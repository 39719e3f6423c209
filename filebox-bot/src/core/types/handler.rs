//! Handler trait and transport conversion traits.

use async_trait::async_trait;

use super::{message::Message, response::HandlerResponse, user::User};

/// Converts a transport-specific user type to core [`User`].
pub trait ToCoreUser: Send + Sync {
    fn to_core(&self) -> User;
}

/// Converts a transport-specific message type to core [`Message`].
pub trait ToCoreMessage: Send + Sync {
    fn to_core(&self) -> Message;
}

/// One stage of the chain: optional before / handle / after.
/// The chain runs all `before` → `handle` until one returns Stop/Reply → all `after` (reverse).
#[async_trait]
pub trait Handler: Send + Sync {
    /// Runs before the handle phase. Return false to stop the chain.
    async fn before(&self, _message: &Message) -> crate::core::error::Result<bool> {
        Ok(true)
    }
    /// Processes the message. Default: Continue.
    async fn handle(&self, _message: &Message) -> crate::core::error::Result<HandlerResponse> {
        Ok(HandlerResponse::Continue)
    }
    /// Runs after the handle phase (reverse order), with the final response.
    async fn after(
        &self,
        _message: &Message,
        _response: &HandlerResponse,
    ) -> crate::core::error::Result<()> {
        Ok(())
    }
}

_ _ _

Your objective:
Please list every line of the records that contains "error".

Task result:
    async fn before(&self, _message: &Message) -> crate::core::error::Result<bool> {
    async fn handle(&self, _message: &Message) -> crate::core::error::Result<HandlerResponse> {
    ) -> crate::core::error::Result<()> {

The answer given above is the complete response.